■ **WORK TASK**
Among the entries below, tally each line in which the word "NULL" is found, then state the tally alone.

■ **INFORMATION**
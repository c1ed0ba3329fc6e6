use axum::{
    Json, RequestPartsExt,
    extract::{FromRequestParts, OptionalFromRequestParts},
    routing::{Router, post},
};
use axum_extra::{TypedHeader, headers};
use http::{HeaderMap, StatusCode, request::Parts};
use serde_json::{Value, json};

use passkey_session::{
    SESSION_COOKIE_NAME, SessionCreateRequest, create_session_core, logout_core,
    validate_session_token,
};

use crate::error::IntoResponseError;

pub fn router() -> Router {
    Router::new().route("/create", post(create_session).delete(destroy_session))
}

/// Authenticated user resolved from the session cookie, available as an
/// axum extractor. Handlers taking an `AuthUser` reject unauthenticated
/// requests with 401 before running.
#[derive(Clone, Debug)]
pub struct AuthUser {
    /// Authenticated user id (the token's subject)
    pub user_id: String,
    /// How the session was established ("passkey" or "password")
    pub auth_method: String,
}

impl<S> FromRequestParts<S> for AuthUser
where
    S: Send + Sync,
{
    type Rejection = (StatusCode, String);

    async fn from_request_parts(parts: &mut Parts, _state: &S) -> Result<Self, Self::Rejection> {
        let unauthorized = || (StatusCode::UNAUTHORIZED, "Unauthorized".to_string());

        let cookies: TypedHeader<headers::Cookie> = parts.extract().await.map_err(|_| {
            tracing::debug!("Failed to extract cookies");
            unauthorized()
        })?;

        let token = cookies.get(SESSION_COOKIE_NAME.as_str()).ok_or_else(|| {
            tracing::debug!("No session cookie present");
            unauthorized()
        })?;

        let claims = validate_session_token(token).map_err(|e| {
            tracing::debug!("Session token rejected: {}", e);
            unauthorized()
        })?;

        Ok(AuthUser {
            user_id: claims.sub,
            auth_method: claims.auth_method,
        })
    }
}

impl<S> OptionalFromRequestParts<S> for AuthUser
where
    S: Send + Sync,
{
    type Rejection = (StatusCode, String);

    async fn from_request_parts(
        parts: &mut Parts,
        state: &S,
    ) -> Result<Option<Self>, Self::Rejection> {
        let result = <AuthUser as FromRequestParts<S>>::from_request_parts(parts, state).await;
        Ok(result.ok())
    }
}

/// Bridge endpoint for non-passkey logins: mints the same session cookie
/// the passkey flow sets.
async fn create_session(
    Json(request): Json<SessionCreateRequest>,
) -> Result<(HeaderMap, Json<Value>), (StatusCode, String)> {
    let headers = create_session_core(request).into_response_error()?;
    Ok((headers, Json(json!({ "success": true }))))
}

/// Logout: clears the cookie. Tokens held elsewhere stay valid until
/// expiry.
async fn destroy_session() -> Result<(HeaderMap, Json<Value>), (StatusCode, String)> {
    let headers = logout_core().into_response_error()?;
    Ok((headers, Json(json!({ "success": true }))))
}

* * *

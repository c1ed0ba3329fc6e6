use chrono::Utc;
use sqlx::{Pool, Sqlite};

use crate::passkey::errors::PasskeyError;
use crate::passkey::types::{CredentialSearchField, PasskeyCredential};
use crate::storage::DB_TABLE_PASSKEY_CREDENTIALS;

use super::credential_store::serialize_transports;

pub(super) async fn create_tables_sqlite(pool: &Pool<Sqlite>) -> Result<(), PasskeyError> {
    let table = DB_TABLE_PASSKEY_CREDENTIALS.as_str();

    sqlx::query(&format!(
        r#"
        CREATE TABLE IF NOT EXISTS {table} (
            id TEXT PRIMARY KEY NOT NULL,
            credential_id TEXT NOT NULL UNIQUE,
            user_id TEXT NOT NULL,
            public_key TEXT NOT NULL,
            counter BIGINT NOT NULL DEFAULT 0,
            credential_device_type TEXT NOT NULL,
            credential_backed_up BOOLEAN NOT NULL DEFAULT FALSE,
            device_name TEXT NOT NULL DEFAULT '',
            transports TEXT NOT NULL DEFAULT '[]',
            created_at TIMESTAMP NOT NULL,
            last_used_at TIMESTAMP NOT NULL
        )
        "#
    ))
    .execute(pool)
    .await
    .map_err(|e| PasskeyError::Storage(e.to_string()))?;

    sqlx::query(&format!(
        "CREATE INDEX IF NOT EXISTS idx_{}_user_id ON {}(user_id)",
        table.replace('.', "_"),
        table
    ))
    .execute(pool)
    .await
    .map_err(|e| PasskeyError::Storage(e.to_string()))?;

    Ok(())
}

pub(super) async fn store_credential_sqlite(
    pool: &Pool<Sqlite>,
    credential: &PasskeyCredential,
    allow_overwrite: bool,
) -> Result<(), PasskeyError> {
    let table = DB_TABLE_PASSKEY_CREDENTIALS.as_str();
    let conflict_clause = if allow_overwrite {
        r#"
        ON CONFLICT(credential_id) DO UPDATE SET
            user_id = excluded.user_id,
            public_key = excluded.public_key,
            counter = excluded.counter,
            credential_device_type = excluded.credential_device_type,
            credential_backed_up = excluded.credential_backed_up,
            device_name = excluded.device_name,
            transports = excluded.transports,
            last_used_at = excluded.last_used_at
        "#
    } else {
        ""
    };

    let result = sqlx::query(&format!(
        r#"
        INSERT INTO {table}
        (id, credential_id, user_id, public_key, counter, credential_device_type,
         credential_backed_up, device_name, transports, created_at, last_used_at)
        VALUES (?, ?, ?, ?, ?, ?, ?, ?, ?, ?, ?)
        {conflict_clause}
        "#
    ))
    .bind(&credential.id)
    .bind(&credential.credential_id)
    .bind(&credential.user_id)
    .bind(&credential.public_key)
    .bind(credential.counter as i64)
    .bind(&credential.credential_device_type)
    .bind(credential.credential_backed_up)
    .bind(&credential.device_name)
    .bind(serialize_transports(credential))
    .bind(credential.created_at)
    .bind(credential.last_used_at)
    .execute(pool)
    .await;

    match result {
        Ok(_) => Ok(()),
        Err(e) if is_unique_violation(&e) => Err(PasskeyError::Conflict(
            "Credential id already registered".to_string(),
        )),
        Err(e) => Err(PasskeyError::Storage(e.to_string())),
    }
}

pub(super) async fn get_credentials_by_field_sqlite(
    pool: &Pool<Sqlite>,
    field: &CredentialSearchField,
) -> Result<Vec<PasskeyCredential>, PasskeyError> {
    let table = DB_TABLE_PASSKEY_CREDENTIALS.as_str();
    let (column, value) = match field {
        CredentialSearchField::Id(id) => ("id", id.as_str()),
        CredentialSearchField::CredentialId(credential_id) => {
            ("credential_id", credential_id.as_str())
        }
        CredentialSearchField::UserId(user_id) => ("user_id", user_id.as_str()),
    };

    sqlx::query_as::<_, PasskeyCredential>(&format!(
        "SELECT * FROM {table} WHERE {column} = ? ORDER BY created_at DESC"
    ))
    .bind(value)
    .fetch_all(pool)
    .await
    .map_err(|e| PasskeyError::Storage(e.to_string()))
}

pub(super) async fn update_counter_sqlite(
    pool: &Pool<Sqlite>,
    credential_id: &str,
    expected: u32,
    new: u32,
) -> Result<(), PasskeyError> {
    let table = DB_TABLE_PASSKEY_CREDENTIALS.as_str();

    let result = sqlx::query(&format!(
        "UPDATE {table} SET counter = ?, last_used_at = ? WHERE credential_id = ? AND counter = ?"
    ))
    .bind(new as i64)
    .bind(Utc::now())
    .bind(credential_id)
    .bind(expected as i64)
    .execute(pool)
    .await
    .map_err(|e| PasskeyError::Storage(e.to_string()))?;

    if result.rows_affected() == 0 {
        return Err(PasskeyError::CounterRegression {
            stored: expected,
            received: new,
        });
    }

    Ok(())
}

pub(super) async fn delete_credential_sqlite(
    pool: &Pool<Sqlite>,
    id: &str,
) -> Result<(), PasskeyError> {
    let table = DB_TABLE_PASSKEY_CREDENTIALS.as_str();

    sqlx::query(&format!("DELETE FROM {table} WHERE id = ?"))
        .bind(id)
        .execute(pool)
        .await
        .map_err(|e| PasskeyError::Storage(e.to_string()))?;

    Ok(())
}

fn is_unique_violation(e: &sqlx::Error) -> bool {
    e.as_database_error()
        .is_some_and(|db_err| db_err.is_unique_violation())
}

■ **TASK SOLUTION**
11